▶ Exercise
Using the material below, print the line that contains "force_split(text, self.config.max_segment_length)", the line that contains "is kept whole.", and every line in between, exactly and nothing else.

··········

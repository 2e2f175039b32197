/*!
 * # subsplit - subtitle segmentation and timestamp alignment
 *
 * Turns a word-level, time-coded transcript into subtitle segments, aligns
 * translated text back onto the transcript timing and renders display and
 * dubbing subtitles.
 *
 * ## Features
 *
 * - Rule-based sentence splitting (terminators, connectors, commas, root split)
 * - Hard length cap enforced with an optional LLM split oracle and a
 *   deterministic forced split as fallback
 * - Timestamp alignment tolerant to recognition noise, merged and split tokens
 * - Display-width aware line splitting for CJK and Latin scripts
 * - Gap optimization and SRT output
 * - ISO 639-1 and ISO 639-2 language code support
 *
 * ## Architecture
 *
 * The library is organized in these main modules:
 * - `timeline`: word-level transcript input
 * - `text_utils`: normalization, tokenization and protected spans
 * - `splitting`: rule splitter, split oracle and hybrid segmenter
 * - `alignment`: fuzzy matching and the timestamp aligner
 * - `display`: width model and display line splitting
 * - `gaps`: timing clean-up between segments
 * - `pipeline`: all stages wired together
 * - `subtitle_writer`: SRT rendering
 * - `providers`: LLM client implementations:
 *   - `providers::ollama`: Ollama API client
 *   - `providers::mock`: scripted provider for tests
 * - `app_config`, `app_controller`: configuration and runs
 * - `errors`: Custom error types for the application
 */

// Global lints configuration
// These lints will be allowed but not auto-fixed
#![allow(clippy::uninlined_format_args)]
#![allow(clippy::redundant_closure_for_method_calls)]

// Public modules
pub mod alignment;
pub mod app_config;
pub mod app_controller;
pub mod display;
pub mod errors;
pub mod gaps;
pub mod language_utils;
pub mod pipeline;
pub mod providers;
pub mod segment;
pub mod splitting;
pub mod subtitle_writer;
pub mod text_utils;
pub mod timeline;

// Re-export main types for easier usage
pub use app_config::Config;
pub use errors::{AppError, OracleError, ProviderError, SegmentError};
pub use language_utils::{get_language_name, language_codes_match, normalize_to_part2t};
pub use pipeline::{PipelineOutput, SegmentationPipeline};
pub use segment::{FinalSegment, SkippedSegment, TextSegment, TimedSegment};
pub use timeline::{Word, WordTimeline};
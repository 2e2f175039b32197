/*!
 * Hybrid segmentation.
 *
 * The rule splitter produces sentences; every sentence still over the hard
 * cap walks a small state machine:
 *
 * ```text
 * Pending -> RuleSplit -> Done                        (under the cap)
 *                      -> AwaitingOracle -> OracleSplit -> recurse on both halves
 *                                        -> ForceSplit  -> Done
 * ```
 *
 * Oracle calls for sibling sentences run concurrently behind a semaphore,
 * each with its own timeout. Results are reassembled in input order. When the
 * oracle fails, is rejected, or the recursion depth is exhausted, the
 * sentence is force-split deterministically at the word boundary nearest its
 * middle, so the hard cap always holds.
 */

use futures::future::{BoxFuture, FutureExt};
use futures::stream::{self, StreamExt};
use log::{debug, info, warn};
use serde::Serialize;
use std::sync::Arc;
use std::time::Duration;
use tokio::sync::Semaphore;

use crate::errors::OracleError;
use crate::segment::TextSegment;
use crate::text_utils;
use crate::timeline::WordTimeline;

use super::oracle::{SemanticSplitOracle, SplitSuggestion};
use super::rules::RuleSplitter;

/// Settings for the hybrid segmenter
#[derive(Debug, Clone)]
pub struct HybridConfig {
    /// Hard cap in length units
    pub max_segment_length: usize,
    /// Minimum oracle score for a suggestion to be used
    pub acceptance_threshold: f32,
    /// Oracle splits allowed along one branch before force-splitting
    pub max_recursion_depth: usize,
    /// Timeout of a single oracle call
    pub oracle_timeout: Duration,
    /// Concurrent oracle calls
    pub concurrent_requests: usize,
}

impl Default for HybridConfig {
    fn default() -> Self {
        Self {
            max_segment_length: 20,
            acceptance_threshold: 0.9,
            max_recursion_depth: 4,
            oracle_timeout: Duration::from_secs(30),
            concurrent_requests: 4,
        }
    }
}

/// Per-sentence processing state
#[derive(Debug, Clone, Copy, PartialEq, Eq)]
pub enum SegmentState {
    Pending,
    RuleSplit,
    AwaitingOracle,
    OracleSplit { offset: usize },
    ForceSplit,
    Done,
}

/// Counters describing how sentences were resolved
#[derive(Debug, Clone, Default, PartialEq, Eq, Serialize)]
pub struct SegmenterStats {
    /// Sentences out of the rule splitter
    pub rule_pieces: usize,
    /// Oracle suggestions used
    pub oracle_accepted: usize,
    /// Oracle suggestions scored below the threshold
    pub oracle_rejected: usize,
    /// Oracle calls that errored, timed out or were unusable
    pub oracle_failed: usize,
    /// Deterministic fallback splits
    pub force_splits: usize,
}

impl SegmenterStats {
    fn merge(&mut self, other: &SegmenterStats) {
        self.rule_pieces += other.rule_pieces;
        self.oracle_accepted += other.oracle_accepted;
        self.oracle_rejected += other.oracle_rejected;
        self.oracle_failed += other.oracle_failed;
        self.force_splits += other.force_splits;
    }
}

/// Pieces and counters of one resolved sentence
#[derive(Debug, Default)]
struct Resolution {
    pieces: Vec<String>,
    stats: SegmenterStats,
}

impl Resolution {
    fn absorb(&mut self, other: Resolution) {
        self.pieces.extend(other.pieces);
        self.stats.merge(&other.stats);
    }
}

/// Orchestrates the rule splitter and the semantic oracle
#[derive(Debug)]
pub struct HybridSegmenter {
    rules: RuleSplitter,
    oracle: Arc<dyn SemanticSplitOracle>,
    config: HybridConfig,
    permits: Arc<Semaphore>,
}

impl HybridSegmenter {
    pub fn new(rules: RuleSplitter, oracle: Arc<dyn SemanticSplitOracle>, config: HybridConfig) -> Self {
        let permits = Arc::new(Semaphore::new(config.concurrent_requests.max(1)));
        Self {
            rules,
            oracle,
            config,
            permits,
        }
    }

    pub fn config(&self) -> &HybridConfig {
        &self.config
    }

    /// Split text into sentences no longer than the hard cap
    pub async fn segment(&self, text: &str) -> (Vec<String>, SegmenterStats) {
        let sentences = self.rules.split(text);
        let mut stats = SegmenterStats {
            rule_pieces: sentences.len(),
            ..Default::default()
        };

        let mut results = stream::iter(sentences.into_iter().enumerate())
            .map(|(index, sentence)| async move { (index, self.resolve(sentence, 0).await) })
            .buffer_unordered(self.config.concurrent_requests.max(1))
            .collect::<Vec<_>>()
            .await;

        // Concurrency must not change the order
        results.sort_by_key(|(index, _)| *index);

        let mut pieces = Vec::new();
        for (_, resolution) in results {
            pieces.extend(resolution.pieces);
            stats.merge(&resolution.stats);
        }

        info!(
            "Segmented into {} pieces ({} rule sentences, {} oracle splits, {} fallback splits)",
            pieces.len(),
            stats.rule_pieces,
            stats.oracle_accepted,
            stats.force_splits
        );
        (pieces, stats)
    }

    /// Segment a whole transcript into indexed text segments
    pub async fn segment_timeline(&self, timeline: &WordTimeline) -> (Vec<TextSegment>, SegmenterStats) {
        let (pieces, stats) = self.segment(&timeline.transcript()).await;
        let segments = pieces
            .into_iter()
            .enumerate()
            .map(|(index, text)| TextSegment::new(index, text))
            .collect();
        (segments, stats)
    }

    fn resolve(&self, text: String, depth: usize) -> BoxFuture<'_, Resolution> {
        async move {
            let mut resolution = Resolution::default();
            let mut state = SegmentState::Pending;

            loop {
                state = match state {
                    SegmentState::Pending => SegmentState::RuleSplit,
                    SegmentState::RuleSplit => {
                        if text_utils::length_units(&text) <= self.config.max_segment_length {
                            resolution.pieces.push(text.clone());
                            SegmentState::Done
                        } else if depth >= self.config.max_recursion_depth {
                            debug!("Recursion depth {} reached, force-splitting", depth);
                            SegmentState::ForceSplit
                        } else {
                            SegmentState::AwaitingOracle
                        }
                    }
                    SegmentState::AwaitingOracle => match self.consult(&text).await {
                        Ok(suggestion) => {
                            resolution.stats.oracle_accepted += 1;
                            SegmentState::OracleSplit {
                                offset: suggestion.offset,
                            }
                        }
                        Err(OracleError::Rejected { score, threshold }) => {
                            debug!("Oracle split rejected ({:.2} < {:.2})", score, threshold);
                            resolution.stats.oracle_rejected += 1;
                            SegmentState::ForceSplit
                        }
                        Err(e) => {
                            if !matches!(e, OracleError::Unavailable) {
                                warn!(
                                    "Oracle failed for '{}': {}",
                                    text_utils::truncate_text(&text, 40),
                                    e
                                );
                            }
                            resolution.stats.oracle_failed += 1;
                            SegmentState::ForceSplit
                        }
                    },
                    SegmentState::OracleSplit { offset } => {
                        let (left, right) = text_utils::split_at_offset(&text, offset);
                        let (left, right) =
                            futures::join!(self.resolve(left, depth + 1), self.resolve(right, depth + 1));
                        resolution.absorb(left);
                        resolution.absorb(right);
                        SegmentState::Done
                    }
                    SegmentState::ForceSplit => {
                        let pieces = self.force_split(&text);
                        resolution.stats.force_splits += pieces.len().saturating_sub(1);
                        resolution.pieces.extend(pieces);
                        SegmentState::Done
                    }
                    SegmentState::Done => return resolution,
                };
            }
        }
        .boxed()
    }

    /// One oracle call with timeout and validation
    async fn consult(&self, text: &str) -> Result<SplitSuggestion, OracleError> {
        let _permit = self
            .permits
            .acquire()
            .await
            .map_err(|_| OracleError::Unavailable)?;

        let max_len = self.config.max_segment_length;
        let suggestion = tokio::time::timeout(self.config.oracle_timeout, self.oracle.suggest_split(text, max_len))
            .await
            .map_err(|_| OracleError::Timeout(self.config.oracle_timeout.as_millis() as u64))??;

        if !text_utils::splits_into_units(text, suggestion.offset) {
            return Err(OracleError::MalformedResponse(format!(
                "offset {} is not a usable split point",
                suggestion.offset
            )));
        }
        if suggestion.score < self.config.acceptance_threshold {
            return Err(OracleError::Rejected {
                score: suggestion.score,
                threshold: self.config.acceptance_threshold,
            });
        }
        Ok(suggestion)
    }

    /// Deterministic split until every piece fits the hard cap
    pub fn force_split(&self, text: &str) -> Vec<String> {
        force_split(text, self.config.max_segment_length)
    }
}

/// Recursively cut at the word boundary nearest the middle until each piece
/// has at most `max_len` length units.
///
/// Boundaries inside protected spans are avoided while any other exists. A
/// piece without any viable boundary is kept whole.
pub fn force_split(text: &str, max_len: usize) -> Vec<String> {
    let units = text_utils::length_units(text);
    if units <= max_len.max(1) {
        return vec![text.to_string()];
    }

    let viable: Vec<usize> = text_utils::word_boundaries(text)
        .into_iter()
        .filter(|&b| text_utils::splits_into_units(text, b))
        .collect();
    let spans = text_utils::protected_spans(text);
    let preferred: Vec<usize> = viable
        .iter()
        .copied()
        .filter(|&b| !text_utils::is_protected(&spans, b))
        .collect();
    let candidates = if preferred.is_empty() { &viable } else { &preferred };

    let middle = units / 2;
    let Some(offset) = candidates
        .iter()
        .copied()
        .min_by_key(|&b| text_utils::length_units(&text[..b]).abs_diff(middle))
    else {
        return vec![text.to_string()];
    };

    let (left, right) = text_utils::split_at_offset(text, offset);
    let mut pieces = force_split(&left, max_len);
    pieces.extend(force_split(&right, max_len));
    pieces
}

··········

▶ Finished exercise
        force_split(text, self.config.max_segment_length)
    }
}

/// Recursively cut at the word boundary nearest the middle until each piece
/// has at most `max_len` length units.
///
/// Boundaries inside protected spans are avoided while any other exists. A
/// piece without any viable boundary is kept whole.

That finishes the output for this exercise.